## Prompt
Track down every line below that holds "ready" and copy it.

## Supplied entries
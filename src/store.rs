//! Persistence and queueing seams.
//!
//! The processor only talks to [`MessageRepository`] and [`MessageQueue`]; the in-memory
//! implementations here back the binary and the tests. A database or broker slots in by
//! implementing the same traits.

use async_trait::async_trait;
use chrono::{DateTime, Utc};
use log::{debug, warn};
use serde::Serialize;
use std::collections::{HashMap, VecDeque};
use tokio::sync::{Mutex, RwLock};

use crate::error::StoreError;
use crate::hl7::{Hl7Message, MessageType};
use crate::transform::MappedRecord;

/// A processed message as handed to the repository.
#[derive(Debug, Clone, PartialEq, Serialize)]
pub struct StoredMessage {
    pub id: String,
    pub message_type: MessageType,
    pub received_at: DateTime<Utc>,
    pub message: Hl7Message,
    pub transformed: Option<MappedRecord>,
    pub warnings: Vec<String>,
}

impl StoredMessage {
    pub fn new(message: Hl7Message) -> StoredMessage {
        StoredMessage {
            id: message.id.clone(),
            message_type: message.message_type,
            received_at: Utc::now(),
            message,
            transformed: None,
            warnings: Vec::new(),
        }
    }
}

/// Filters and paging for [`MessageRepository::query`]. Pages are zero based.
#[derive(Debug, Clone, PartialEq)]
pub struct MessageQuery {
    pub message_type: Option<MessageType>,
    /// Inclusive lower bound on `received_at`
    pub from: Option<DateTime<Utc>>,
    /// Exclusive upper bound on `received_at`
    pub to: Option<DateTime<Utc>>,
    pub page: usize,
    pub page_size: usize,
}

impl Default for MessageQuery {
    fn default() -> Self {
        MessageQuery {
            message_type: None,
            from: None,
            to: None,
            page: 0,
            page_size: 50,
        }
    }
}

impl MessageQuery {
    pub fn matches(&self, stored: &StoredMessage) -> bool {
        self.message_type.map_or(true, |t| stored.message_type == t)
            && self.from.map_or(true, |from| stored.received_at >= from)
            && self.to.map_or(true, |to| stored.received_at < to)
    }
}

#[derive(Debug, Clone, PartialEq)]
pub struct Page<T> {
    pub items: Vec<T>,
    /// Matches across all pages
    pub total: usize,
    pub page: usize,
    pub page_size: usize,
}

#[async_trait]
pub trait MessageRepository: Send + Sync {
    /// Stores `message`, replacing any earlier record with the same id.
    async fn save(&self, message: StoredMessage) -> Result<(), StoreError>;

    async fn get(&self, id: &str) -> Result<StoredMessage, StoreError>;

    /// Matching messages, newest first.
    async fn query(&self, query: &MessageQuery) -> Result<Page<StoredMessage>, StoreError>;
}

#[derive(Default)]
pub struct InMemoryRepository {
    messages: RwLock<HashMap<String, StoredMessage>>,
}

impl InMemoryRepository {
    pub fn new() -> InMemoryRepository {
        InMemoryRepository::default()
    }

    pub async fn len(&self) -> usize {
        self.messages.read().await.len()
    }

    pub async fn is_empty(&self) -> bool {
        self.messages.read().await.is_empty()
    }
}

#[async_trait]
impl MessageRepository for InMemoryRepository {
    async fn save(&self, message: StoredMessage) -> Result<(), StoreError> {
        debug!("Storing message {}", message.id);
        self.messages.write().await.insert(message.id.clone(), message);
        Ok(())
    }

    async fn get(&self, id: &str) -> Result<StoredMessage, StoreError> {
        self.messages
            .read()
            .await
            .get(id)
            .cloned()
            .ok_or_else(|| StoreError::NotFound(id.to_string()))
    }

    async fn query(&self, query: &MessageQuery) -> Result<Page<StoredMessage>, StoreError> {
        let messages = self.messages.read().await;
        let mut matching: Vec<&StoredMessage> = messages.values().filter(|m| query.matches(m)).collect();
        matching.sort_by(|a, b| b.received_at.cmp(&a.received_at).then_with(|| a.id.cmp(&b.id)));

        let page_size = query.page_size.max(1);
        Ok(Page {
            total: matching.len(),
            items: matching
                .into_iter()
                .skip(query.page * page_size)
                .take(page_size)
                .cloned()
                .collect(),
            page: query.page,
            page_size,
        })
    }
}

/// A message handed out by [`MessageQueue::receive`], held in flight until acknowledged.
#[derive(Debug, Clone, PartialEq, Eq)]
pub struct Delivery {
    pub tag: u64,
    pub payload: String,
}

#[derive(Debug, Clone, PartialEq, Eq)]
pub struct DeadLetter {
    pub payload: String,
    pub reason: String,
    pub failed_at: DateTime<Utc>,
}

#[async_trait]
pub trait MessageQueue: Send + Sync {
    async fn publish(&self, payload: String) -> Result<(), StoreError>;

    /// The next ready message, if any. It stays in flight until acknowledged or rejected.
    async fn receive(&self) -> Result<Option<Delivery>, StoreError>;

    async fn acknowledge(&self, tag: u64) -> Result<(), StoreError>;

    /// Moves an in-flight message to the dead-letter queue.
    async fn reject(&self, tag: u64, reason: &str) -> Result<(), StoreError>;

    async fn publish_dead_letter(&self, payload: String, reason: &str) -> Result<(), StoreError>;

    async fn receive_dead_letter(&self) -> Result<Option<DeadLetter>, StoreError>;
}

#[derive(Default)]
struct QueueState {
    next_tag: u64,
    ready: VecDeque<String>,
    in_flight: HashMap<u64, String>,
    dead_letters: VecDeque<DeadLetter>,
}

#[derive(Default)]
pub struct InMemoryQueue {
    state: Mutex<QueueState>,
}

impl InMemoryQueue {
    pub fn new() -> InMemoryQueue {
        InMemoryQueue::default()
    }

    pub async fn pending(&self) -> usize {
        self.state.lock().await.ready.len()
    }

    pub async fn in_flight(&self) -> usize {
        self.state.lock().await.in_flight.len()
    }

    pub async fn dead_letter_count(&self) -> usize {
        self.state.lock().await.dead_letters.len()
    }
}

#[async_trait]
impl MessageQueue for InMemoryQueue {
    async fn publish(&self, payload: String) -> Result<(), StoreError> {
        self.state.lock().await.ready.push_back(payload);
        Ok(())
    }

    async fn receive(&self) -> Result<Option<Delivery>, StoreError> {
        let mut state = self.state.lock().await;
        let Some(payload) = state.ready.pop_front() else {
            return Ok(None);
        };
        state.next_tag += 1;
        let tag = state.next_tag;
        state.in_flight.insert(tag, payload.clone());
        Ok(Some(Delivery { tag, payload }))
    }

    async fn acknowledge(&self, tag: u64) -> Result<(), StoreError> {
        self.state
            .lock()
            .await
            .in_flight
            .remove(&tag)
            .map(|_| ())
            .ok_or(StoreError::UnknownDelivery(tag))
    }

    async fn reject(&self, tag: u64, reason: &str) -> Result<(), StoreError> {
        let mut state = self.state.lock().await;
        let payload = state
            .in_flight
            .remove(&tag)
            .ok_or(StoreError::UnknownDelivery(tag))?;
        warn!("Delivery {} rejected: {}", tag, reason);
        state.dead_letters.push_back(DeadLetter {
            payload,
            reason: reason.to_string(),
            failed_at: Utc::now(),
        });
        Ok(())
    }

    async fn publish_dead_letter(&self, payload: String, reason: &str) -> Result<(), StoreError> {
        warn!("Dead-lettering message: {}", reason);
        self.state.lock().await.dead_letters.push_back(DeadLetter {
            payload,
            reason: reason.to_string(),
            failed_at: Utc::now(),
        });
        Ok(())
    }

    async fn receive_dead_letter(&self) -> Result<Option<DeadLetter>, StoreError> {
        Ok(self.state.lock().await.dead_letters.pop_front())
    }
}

## Exercise answer
    /// The next ready message, if any. It stays in flight until acknowledged or rejected.
    ready: VecDeque<String>,
        self.state.lock().await.ready.len()
        self.state.lock().await.ready.push_back(payload);
        let Some(payload) = state.ready.pop_front() else {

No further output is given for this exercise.